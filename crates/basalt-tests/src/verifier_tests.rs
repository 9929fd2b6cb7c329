//! UDP verifier channel tests over real sockets.

use basalt_network::{
    BroadcastInfo, ConsensusResult, ResultVerifier, SignatureBlock, VerifierChannel,
    VerifierDatagram, MSG_TYPE_BROADCAST_ROSTER, MSG_TYPE_CONSENSUS_TXS,
};
use basalt_types::{BasicTxPool, Hash256, Transaction, TxPool};
use std::sync::Arc;
use std::time::Duration;
use tokio::net::UdpSocket;
use tokio::sync::{mpsc, watch};
use tokio::time::timeout;

struct FixedVerifier(bool);

impl ResultVerifier for FixedVerifier {
    fn verify(&self, _result: &SignatureBlock) -> bool {
        self.0
    }
}

struct Fixture {
    pool: Arc<BasicTxPool>,
    roster_rx: mpsc::Receiver<BroadcastInfo>,
    client: UdpSocket,
    server_addr: std::net::SocketAddr,
    shutdown: watch::Sender<bool>,
}

async fn start_channel(accept: bool) -> Fixture {
    let pool = Arc::new(BasicTxPool::new());
    let (channel, roster_rx) = VerifierChannel::new(Arc::clone(&pool) as Arc<dyn TxPool>);
    channel.install_verifier(Arc::new(FixedVerifier(accept)));
    let channel = Arc::new(channel);

    let server = UdpSocket::bind("127.0.0.1:0").await.unwrap();
    let server_addr = server.local_addr().unwrap();
    let (shutdown, shutdown_rx) = watch::channel(false);
    tokio::spawn(async move { channel.run(server, shutdown_rx).await });

    let client = UdpSocket::bind("127.0.0.1:0").await.unwrap();
    Fixture {
        pool,
        roster_rx,
        client,
        server_addr,
        shutdown,
    }
}

fn consensus_datagram(txs: Vec<Transaction>) -> Vec<u8> {
    let payload = ConsensusResult {
        result: SignatureBlock {
            block_hash: Hash256::of(b"sealed"),
            signatures: vec!["aa".to_string(), "bb".to_string()],
        },
        txs,
    };
    serde_json::to_vec(&VerifierDatagram {
        block_num: 7,
        msg_type: MSG_TYPE_CONSENSUS_TXS,
        data: serde_json::to_value(payload).unwrap(),
    })
    .unwrap()
}

#[tokio::test]
async fn test_approved_transactions_flow_to_pool() {
    let fixture = start_channel(true).await;
    let tx = Transaction::new(0, Hash256::of(b"to"), 1, Vec::new());

    fixture
        .client
        .send_to(&consensus_datagram(vec![tx]), fixture.server_addr)
        .await
        .unwrap();

    let end = tokio::time::Instant::now() + Duration::from_secs(2);
    while fixture.pool.is_empty() && tokio::time::Instant::now() < end {
        tokio::time::sleep(Duration::from_millis(20)).await;
    }
    assert_eq!(fixture.pool.len(), 1);
    let _ = fixture.shutdown.send(true);
}

#[tokio::test]
async fn test_tampered_signature_keeps_pool_empty() {
    let fixture = start_channel(false).await;
    let tx = Transaction::new(0, Hash256::of(b"to"), 1, Vec::new());

    fixture
        .client
        .send_to(&consensus_datagram(vec![tx]), fixture.server_addr)
        .await
        .unwrap();

    tokio::time::sleep(Duration::from_millis(300)).await;
    assert!(fixture.pool.is_empty());
    let _ = fixture.shutdown.send(true);
}

#[tokio::test]
async fn test_roster_lands_on_miner_channel() {
    let mut fixture = start_channel(true).await;

    let datagram = serde_json::to_vec(&VerifierDatagram {
        block_num: 9,
        msg_type: MSG_TYPE_BROADCAST_ROSTER,
        data: serde_json::json!({ "Nodes": ["node-a", "node-b", "node-c"] }),
    })
    .unwrap();
    fixture
        .client
        .send_to(&datagram, fixture.server_addr)
        .await
        .unwrap();

    let info = timeout(Duration::from_secs(2), fixture.roster_rx.recv())
        .await
        .expect("roster in time")
        .expect("roster channel open");
    assert_eq!(info.block_num, 9);
    assert_eq!(info.nodes.len(), 3);
    let _ = fixture.shutdown.send(true);
}

#[tokio::test]
async fn test_garbage_datagram_is_ignored() {
    let fixture = start_channel(true).await;

    fixture
        .client
        .send_to(b"not even json", fixture.server_addr)
        .await
        .unwrap();

    // The channel survives and keeps serving
    let tx = Transaction::new(0, Hash256::of(b"to"), 1, Vec::new());
    fixture
        .client
        .send_to(&consensus_datagram(vec![tx]), fixture.server_addr)
        .await
        .unwrap();

    let end = tokio::time::Instant::now() + Duration::from_secs(2);
    while fixture.pool.is_empty() && tokio::time::Instant::now() < end {
        tokio::time::sleep(Duration::from_millis(20)).await;
    }
    assert_eq!(fixture.pool.len(), 1);
    let _ = fixture.shutdown.send(true);
}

****************************************

WORK TASK:
Write out, word for word, the lines from the one containing "let mut fixture" through the end of the records, with no other lines.

TASK RESULT:
    let mut fixture = start_channel(true).await;

    let datagram = serde_json::to_vec(&VerifierDatagram {
        block_num: 9,
        msg_type: MSG_TYPE_BROADCAST_ROSTER,
        data: serde_json::json!({ "Nodes": ["node-a", "node-b", "node-c"] }),
    })
    .unwrap();
    fixture
        .client
        .send_to(&datagram, fixture.server_addr)
        .await
        .unwrap();

    let info = timeout(Duration::from_secs(2), fixture.roster_rx.recv())
        .await
        .expect("roster in time")
        .expect("roster channel open");
    assert_eq!(info.block_num, 9);
    assert_eq!(info.nodes.len(), 3);
    let _ = fixture.shutdown.send(true);
}

#[tokio::test]
async fn test_garbage_datagram_is_ignored() {
    let fixture = start_channel(true).await;

    fixture
        .client
        .send_to(b"not even json", fixture.server_addr)
        .await
        .unwrap();

    // The channel survives and keeps serving
    let tx = Transaction::new(0, Hash256::of(b"to"), 1, Vec::new());
    fixture
        .client
        .send_to(&consensus_datagram(vec![tx]), fixture.server_addr)
        .await
        .unwrap();

    let end = tokio::time::Instant::now() + Duration::from_secs(2);
    while fixture.pool.is_empty() && tokio::time::Instant::now() < end {
        tokio::time::sleep(Duration::from_millis(20)).await;
    }
    assert_eq!(fixture.pool.len(), 1);
    let _ = fixture.shutdown.send(true);
}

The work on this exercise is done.